Emília Ferreira, 16 de Fevereiro de 2018, Museu Nacional de Arte Contemporânea – Museu do Chiado, Lisboa. Foto de Ana Carvalho

Emília Ferreira é desde 1 de Dezembro de 2017 directora do Museu Nacional de Arte Contemporânea – Museu do Chiado, em Lisboa. Alia o profissionalismo com a paixão de fazer as coisas, e a inquietude de quem tem sempre perguntas para fazer. Há pouco mais de um mês na direcção do museu, fomos até ao Chiado para conhecer melhor o percurso de Emília Ferreira, as suas motivações e as ideias que traz para este museu. Por Ana Carvalho

Estamos numa das principais áreas nevrálgicas da vida cultural da cidade de Lisboa. Entro no Museu do Chiado, uma instituição centenária ao serviço da representação da arte portuguesa do séc. XIX à contemporaneidade. Percorro o museu labiríntico, onde ainda se perscruta os vestígios do antigo Convento de São Francisco onde foi instalado, apesar da roupagem contemporânea. O passo não é demorado. À hora marcada sou recebida por Emília Ferreira, no seu gabinete, com um sorriso aberto, e sob a luz quente do final de tarde.

A pergunta sai de chofre, sem grandes preâmbulos: como se descreve? Se num primeiro instante a interrogação oferece surpresa, a resposta é segura e reflectida.

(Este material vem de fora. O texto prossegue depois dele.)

use crate::common::*;

#[tokio::test]
async fn launch_switch_stop() {
    let _slot = exclusive_slot().await;
    let ports = free_ports(4);
    let project = TestProject::new(&lifecycle_config("it-lifecycle", &ports));
    let slug = project.slug("it-lifecycle");
    let container_a = format!("llmslot-{slug}-a");
    let container_b = format!("llmslot-{slug}-b");

    let out = llmslot(&project, &["launch", "a"]).await;
    assert!(out.status.success(), "launch failed: {}", String::from_utf8_lossy(&out.stderr));
    assert!(container_running(&container_a));
    assert_eq!(project.recorded_service().as_deref(), Some("a"));

    let out = llmslot(&project, &["current"]).await;
    assert_eq!(String::from_utf8_lossy(&out.stdout).trim(), "a");

    // A second launch is refused while a is active
    let out = llmslot(&project, &["launch", "b"]).await;
    assert!(!out.status.success());
    assert!(String::from_utf8_lossy(&out.stderr).contains("already active"));
    assert!(!container_running(&container_b));

    let out = llmslot(&project, &["switch", "b"]).await;
    assert!(out.status.success(), "switch failed: {}", String::from_utf8_lossy(&out.stderr));
    assert!(!container_running(&container_a));
    assert!(container_running(&container_b));
    assert_eq!(project.recorded_service().as_deref(), Some("b"));

    // Stopping a service that is not active leaves b alone
    let out = llmslot(&project, &["stop", "a"]).await;
    assert!(out.status.success());
    assert!(container_running(&container_b));

    let out = llmslot(&project, &["stop"]).await;
    assert!(out.status.success());
    assert!(!container_running(&container_b));
    assert_eq!(project.recorded_service(), None);

    // Idempotent
    let out = llmslot(&project, &["stop"]).await;
    assert!(out.status.success());

    // Logs survive the stop
    let out = llmslot(&project, &["logs", "b", "--lines", "5"]).await;
    assert!(out.status.success());

    docker_cleanup(&slug);
}

#[tokio::test]
async fn second_project_cannot_take_the_gpu() {
    let _slot = exclusive_slot().await;
    let first = TestProject::new(&lifecycle_config("it-first", &free_ports(4)));
    let second = TestProject::new(&lifecycle_config("it-second", &free_ports(4)));
    let first_slug = first.slug("it-first");
    let second_slug = second.slug("it-second");

    let out = llmslot(&first, &["launch", "a"]).await;
    assert!(out.status.success(), "launch failed: {}", String::from_utf8_lossy(&out.stderr));

    let out = llmslot(&second, &["launch", "b"]).await;
    assert!(!out.status.success());
    let stderr = String::from_utf8_lossy(&out.stderr);
    assert!(stderr.contains("already active"), "got: {stderr}");
    assert!(stderr.contains(&format!("{first_slug}/a")), "got: {stderr}");
    assert!(!container_running(&format!("llmslot-{second_slug}-b")));

    let out = llmslot(&first, &["stop"]).await;
    assert!(out.status.success());
    let out = llmslot(&second, &["launch", "b"]).await;
    assert!(out.status.success(), "{}", String::from_utf8_lossy(&out.stderr));
    llmslot(&second, &["stop"]).await;

    docker_cleanup(&first_slug);
    docker_cleanup(&second_slug);
}
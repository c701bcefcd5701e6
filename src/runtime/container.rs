use anyhow::{Context, Result};
use bollard::models::{
    ContainerCreateBody, ContainerState, ContainerStateStatusEnum, DeviceRequest, HostConfig,
    PortBinding,
};
use bollard::query_parameters::{
    CreateContainerOptions, InspectContainerOptions, KillContainerOptions, ListContainersOptions,
    LogsOptions, RemoveContainerOptions, StartContainerOptions, StopContainerOptions,
};
use bollard::Docker;
use futures_util::StreamExt;
use std::collections::HashMap;

use crate::catalog::LaunchSpec;
use crate::identity::LABEL_SERVICE;
use crate::runtime::RuntimeStatus;

fn is_status(err: &bollard::errors::Error, codes: &[u16]) -> bool {
    matches!(
        err,
        bollard::errors::Error::DockerResponseServerError { status_code, .. }
            if codes.contains(status_code)
    )
}

/// Translate a launch spec into the container create body.
pub fn create_body(spec: &LaunchSpec, network: Option<&str>) -> ContainerCreateBody {
    let env: Vec<String> = spec
        .env
        .iter()
        .map(|(k, v)| format!("{}={}", k, v))
        .collect();

    let container_port_key = format!("{}/tcp", spec.container_port);
    let port_bindings: HashMap<String, Option<Vec<PortBinding>>> = HashMap::from([(
        container_port_key.clone(),
        Some(vec![PortBinding {
            host_ip: Some("0.0.0.0".to_string()),
            host_port: Some(spec.host_port.to_string()),
        }]),
    )]);

    let device_requests = spec.gpus.device_count().map(|count| {
        vec![DeviceRequest {
            driver: Some("nvidia".to_string()),
            count: Some(count),
            capabilities: Some(vec![vec!["gpu".to_string()]]),
            ..Default::default()
        }]
    });

    let host_config = HostConfig {
        port_bindings: Some(port_bindings),
        binds: Some(spec.volumes.clone()),
        network_mode: network.map(str::to_string),
        device_requests,
        shm_size: spec.shm_size_bytes,
        ..Default::default()
    };

    ContainerCreateBody {
        image: Some(spec.image.clone()),
        env: Some(env),
        exposed_ports: Some(vec![container_port_key]),
        host_config: Some(host_config),
        labels: Some(spec.labels.clone()),
        cmd: if spec.command.is_empty() {
            None
        } else {
            Some(spec.command.clone())
        },
        entrypoint: spec.entrypoint.clone(),
        ..Default::default()
    }
}

/// Create the container for a launch spec, replacing any stale container
/// with the same name. Returns the container ID.
pub async fn create_container(
    docker: &Docker,
    spec: &LaunchSpec,
    network: Option<&str>,
) -> Result<String> {
    let options = CreateContainerOptions {
        name: Some(spec.container_name.clone()),
        ..Default::default()
    };

    remove_container(docker, &spec.container_name, true)
        .await
        .with_context(|| format!("removing stale container {}", spec.container_name))?;

    let response = docker
        .create_container(Some(options), create_body(spec, network))
        .await
        .with_context(|| format!("creating container {}", spec.container_name))?;

    tracing::debug!(
        container = %spec.container_name,
        id = %response.id,
        "container created"
    );

    Ok(response.id)
}

/// Start a container by ID.
pub async fn start_container(docker: &Docker, container_id: &str) -> Result<()> {
    docker
        .start_container(container_id, None::<StartContainerOptions>)
        .await
        .with_context(|| format!("starting container {}", container_id))?;
    Ok(())
}

/// Stop a container by name or ID. Docker sends SIGKILL itself once
/// `timeout_secs` elapses.
pub async fn stop_container(docker: &Docker, container: &str, timeout_secs: i32) -> Result<()> {
    let options = StopContainerOptions {
        t: Some(timeout_secs),
        signal: None,
    };
    match docker.stop_container(container, Some(options)).await {
        Ok(()) => Ok(()),
        // 304: already stopped, 404: gone
        Err(e) if is_status(&e, &[304, 404]) => Ok(()),
        Err(e) => Err(e).with_context(|| format!("stopping container {}", container)),
    }
}

/// Send SIGKILL. Missing or already-stopped containers are not an error.
pub async fn kill_container(docker: &Docker, container: &str) -> Result<()> {
    match docker
        .kill_container(container, None::<KillContainerOptions>)
        .await
    {
        Ok(()) => Ok(()),
        Err(e) if is_status(&e, &[404, 409]) => Ok(()),
        Err(e) => Err(e).with_context(|| format!("killing container {}", container)),
    }
}

/// Remove a container by name or ID.
pub async fn remove_container(docker: &Docker, container: &str, force: bool) -> Result<()> {
    let options = RemoveContainerOptions {
        force,
        ..Default::default()
    };
    match docker.remove_container(container, Some(options)).await {
        Ok(()) => Ok(()),
        Err(e) if is_status(&e, &[404]) => Ok(()),
        Err(e) => Err(e).with_context(|| format!("removing container {}", container)),
    }
}

/// Inspect a container's state. `None` when the container does not exist.
pub async fn inspect_state(docker: &Docker, container: &str) -> Result<Option<ContainerState>> {
    match docker
        .inspect_container(container, None::<InspectContainerOptions>)
        .await
    {
        Ok(info) => Ok(Some(info.state.unwrap_or_default())),
        Err(e) if is_status(&e, &[404]) => Ok(None),
        Err(e) => Err(e).with_context(|| format!("inspecting container {}", container)),
    }
}

/// Map inspected state to the runtime-neutral status.
pub fn runtime_status(state: Option<&ContainerState>) -> RuntimeStatus {
    let Some(state) = state else {
        return RuntimeStatus::Exited {
            code: None,
            oom_killed: false,
        };
    };
    match state.status {
        Some(ContainerStateStatusEnum::RUNNING) => RuntimeStatus::Running,
        Some(ContainerStateStatusEnum::CREATED) | Some(ContainerStateStatusEnum::RESTARTING) => {
            RuntimeStatus::Starting
        }
        Some(ContainerStateStatusEnum::EXITED) | Some(ContainerStateStatusEnum::DEAD) => {
            RuntimeStatus::Exited {
                code: state.exit_code,
                oom_killed: state.oom_killed.unwrap_or(false),
            }
        }
        _ if state.running == Some(true) => RuntimeStatus::Running,
        _ => RuntimeStatus::Unknown,
    }
}

/// List running llmslot containers on the host, whatever project started them.
pub async fn list_running(docker: &Docker) -> Result<Vec<bollard::models::ContainerSummary>> {
    let filters = HashMap::from([
        ("label".to_string(), vec![LABEL_SERVICE.to_string()]),
        ("status".to_string(), vec!["running".to_string()]),
    ]);
    let options = ListContainersOptions {
        all: false,
        filters: Some(filters),
        ..Default::default()
    };
    docker
        .list_containers(Some(options))
        .await
        .context("listing managed containers")
}

/// Fetch the last `max_lines` lines of stdout and stderr, oldest first.
pub async fn tail_logs(docker: &Docker, container: &str, max_lines: usize) -> Result<Vec<String>> {
    let options = LogsOptions {
        follow: false,
        stdout: true,
        stderr: true,
        tail: max_lines.to_string(),
        ..Default::default()
    };

    let mut text = String::new();
    let mut stream = docker.logs(container, Some(options));
    while let Some(chunk) = stream.next().await {
        match chunk {
            Ok(output) => text.push_str(&output.to_string()),
            Err(e) if is_status(&e, &[404]) => {
                anyhow::bail!("container {} does not exist", container)
            }
            Err(e) => return Err(e).with_context(|| format!("reading logs of {}", container)),
        }
    }

    Ok(last_lines(&text, max_lines))
}

fn last_lines(text: &str, max_lines: usize) -> Vec<String> {
    let lines: Vec<&str> = text.lines().collect();
    let skip = lines.len().saturating_sub(max_lines);
    lines[skip..].iter().map(|l| l.to_string()).collect()
}

#[cfg(test)]
mod tests {
    use super::*;
    use crate::config::model::GpuRequest;
    use crate::identity::LABEL_PROJECT;
    use std::collections::BTreeMap;

    fn spec() -> LaunchSpec {
        LaunchSpec {
            image: "vllm/vllm-openai:v0.6.3".to_string(),
            container_name: "llmslot-agents-1234abcd-dev".to_string(),
            command: vec!["--model".to_string(), "Qwen/Qwen2.5-Coder".to_string()],
            entrypoint: None,
            env: BTreeMap::from([("HF_HOME".to_string(), "/models".to_string())]),
            volumes: vec!["/srv/models:/models".to_string()],
            host_port: 8001,
            container_port: 8000,
            gpus: GpuRequest::All,
            shm_size_bytes: Some(1 << 30),
            labels: HashMap::from([(LABEL_PROJECT.to_string(), "agents-1234abcd".to_string())]),
        }
    }

    #[test]
    fn create_body_binds_port_and_gpu() {
        let body = create_body(&spec(), Some("llm-net"));
        let host = body.host_config.unwrap();

        let bindings = host.port_bindings.unwrap();
        let binding = bindings["8000/tcp"].as_ref().unwrap();
        assert_eq!(binding[0].host_port.as_deref(), Some("8001"));

        let devices = host.device_requests.unwrap();
        assert_eq!(devices[0].driver.as_deref(), Some("nvidia"));
        assert_eq!(devices[0].count, Some(-1));
        assert_eq!(
            devices[0].capabilities,
            Some(vec![vec!["gpu".to_string()]])
        );

        assert_eq!(host.network_mode.as_deref(), Some("llm-net"));
        assert_eq!(host.shm_size, Some(1 << 30));
        assert_eq!(body.env.unwrap(), vec!["HF_HOME=/models".to_string()]);
        assert_eq!(body.cmd.unwrap().len(), 2);
    }

    #[test]
    fn create_body_without_gpu_or_command() {
        let mut spec = spec();
        spec.gpus = GpuRequest::Count(0);
        spec.command.clear();
        let body = create_body(&spec, None);
        let host = body.host_config.unwrap();
        assert!(host.device_requests.is_none());
        assert!(host.network_mode.is_none());
        assert!(body.cmd.is_none());
    }

    #[test]
    fn status_mapping() {
        assert_eq!(
            runtime_status(None),
            RuntimeStatus::Exited {
                code: None,
                oom_killed: false
            }
        );

        let running = ContainerState {
            status: Some(ContainerStateStatusEnum::RUNNING),
            running: Some(true),
            ..Default::default()
        };
        assert_eq!(runtime_status(Some(&running)), RuntimeStatus::Running);

        let oom = ContainerState {
            status: Some(ContainerStateStatusEnum::EXITED),
            exit_code: Some(137),
            oom_killed: Some(true),
            ..Default::default()
        };
        assert_eq!(
            runtime_status(Some(&oom)),
            RuntimeStatus::Exited {
                code: Some(137),
                oom_killed: true
            }
        );

        let created = ContainerState {
            status: Some(ContainerStateStatusEnum::CREATED),
            ..Default::default()
        };
        assert_eq!(runtime_status(Some(&created)), RuntimeStatus::Starting);
    }

    #[test]
    fn last_lines_keeps_tail_in_order() {
        let text = "one\ntwo\nthree\nfour\n";
        assert_eq!(last_lines(text, 2), vec!["three", "four"]);
        assert_eq!(last_lines(text, 10).len(), 4);
        assert!(last_lines("", 5).is_empty());
    }
}
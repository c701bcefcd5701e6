use std::time::{Duration, Instant};

use anyhow::{bail, Context, Result};
use async_trait::async_trait;
use backon::{ConstantBuilder, Retryable};
use reqwest::StatusCode;
use serde::Deserialize;
use tokio_util::sync::CancellationToken;

use crate::catalog::{Readiness, ServiceDefinition};

const MAX_ATTEMPT_TIMEOUT: Duration = Duration::from_secs(5);
const MIN_ATTEMPT_TIMEOUT: Duration = Duration::from_secs(1);
const BODY_EXCERPT: usize = 200;

/// Result of waiting for a service to accept requests.
#[derive(Debug, Clone, PartialEq, Eq)]
pub enum ProbeOutcome {
    Ready { elapsed: Duration },
    TimedOut { elapsed: Duration, budget: Duration },
    Error(String),
    Cancelled,
}

#[async_trait]
pub trait HealthProbe: Send + Sync {
    /// Poll until ready, the readiness budget runs out, a non-retryable error
    /// is seen, or `cancel` fires.
    async fn wait_until_ready(&self, readiness: &Readiness, cancel: &CancellationToken)
        -> ProbeOutcome;
}

#[derive(Debug)]
enum Attempt {
    /// Server not reachable yet, or still loading weights.
    NotYet(String),
    Fatal(String),
}

impl std::fmt::Display for Attempt {
    fn fmt(&self, f: &mut std::fmt::Formatter<'_>) -> std::fmt::Result {
        match self {
            Attempt::NotYet(reason) | Attempt::Fatal(reason) => f.write_str(reason),
        }
    }
}

/// Polls an HTTP endpoint until it answers 2xx.
#[derive(Debug, Clone)]
pub struct HttpProbe {
    client: reqwest::Client,
}

impl HttpProbe {
    pub fn new() -> Result<Self> {
        let client = reqwest::Client::builder()
            .build()
            .context("building HTTP client")?;
        Ok(Self { client })
    }

    async fn attempt(&self, url: &reqwest::Url, timeout: Duration) -> Result<(), Attempt> {
        let response = match self.client.get(url.clone()).timeout(timeout).send().await {
            Ok(response) => response,
            Err(e) if e.is_connect() || e.is_timeout() || e.is_request() => {
                return Err(Attempt::NotYet(e.to_string()))
            }
            Err(e) => return Err(Attempt::Fatal(e.to_string())),
        };

        let status = response.status();
        if status.is_success() {
            return Ok(());
        }
        if status == StatusCode::SERVICE_UNAVAILABLE {
            return Err(Attempt::NotYet(format!("{} returned {}", url, status)));
        }

        let body = response.text().await.unwrap_or_default();
        Err(Attempt::Fatal(format!(
            "{} returned {}: {}",
            url,
            status,
            excerpt(&body)
        )))
    }
}

/// Per-request timeout: the poll interval clamped to 1..=5 seconds.
pub fn attempt_timeout(interval: Duration) -> Duration {
    interval.clamp(MIN_ATTEMPT_TIMEOUT, MAX_ATTEMPT_TIMEOUT)
}

fn excerpt(body: &str) -> String {
    let trimmed = body.trim();
    if trimmed.chars().count() > BODY_EXCERPT {
        let cut: String = trimmed.chars().take(BODY_EXCERPT).collect();
        format!("{cut}...")
    } else {
        trimmed.to_string()
    }
}

#[async_trait]
impl HealthProbe for HttpProbe {
    async fn wait_until_ready(
        &self,
        readiness: &Readiness,
        cancel: &CancellationToken,
    ) -> ProbeOutcome {
        let started = Instant::now();
        let url = match reqwest::Url::parse(&readiness.probe_url) {
            Ok(url) => url,
            Err(e) => {
                return ProbeOutcome::Error(format!(
                    "invalid probe URL {:?}: {}",
                    readiness.probe_url, e
                ))
            }
        };
        let per_attempt = attempt_timeout(readiness.poll_interval);

        let polling = (|| async { self.attempt(&url, per_attempt).await })
            .retry(
                ConstantBuilder::default()
                    .with_delay(readiness.poll_interval)
                    .without_max_times(),
            )
            .when(|e: &Attempt| matches!(e, Attempt::NotYet(_)))
            .notify(|e: &Attempt, dur: Duration| {
                tracing::debug!(url = %url, "not ready: {}, retrying in {:?}", e, dur);
            });

        tokio::select! {
            _ = cancel.cancelled() => ProbeOutcome::Cancelled,
            result = tokio::time::timeout(readiness.timeout, polling) => match result {
                Ok(Ok(())) => ProbeOutcome::Ready { elapsed: started.elapsed() },
                Ok(Err(e)) => ProbeOutcome::Error(e.to_string()),
                Err(_) => ProbeOutcome::TimedOut {
                    elapsed: started.elapsed(),
                    budget: readiness.timeout,
                },
            },
        }
    }
}

// ---------------------------------------------------------------------------
// Smoke test
// ---------------------------------------------------------------------------

#[derive(Debug, Clone)]
pub struct SmokeReport {
    pub models: Vec<String>,
    pub latency: Duration,
    pub reply: String,
}

#[derive(Deserialize)]
struct ModelList {
    #[serde(default)]
    data: Vec<ModelEntry>,
}

#[derive(Deserialize)]
struct ModelEntry {
    id: String,
}

#[derive(Deserialize)]
struct ChatCompletion {
    #[serde(default)]
    choices: Vec<ChatChoice>,
}

#[derive(Deserialize)]
struct ChatChoice {
    message: ChatMessage,
}

#[derive(Deserialize)]
struct ChatMessage {
    #[serde(default)]
    content: Option<String>,
}

/// List the served models, then ask for a one-word completion.
pub async fn smoke_test(service: &ServiceDefinition, timeout: Duration) -> Result<SmokeReport> {
    smoke_test_at(
        &service.api_base(),
        &service.info.served_model_name,
        timeout,
    )
    .await
}

pub async fn smoke_test_at(api_base: &str, model: &str, timeout: Duration) -> Result<SmokeReport> {
    let client = reqwest::Client::builder()
        .timeout(timeout)
        .build()
        .context("building HTTP client")?;

    let models_url = format!("{}/v1/models", api_base);
    let response = client
        .get(&models_url)
        .send()
        .await
        .with_context(|| format!("cannot connect to {}", models_url))?;
    if !response.status().is_success() {
        bail!("{} returned {}", models_url, response.status());
    }
    let models: ModelList = response
        .json()
        .await
        .with_context(|| format!("decoding {}", models_url))?;
    let models: Vec<String> = models.data.into_iter().map(|m| m.id).collect();

    let chat_url = format!("{}/v1/chat/completions", api_base);
    let request = serde_json::json!({
        "model": model,
        "messages": [{"role": "user", "content": "Reply with one word: ready?"}],
        "max_tokens": 10,
        "temperature": 0,
    });
    let started = Instant::now();
    let response = client
        .post(&chat_url)
        .json(&request)
        .send()
        .await
        .with_context(|| format!("cannot connect to {}", chat_url))?;
    let status = response.status();
    if !status.is_success() {
        let body = response.text().await.unwrap_or_default();
        bail!("{} returned {}: {}", chat_url, status, excerpt(&body));
    }
    let completion: ChatCompletion = response
        .json()
        .await
        .with_context(|| format!("decoding {}", chat_url))?;
    let latency = started.elapsed();

    let reply = completion
        .choices
        .into_iter()
        .next()
        .and_then(|c| c.message.content)
        .map(|s| s.trim().to_string())
        .context("completion response had no choices")?;

    Ok(SmokeReport {
        models,
        latency,
        reply,
    })
}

A curiosidade é uma das características definidoras de Emília Ferreira, como pessoa e profissional, e o fio condutor do seu percurso. «Não vejo lógica na definição de um percurso linear e muito dirigido a um horizonte exclusivo». Sempre gostou de várias coisas diferentes. Na adolescência, por exemplo, era o desenho, a escrita e a dança: «precisava de cada uma dessas coisas para que cada uma funcionasse», sublinha. É um traço que prevalece até hoje: «tenho uma curiosidade em leque» e assume vários interesses – não no sentido do homem dos sete instrumentos – «mas preciso de relacionar muitos assuntos» para chegar à compreensão do mundo. Aos 15 anos apaixona-se pela filosofia, «precisamente porque não era uma área linear: atraiu-me o aspecto da curiosidade que enforma o exercício da filosofia». Termina a licenciatura em Filosofia (Faculdade de Letras da Universidade de Lisboa) em 1990, mas ainda no terceiro ano do curso ingressa no mundo profissional, aos 22 anos, para dar aulas de português como língua estrangeira, descobrindo para si própria o prazer de «passar a outros o conhecimento que se tem».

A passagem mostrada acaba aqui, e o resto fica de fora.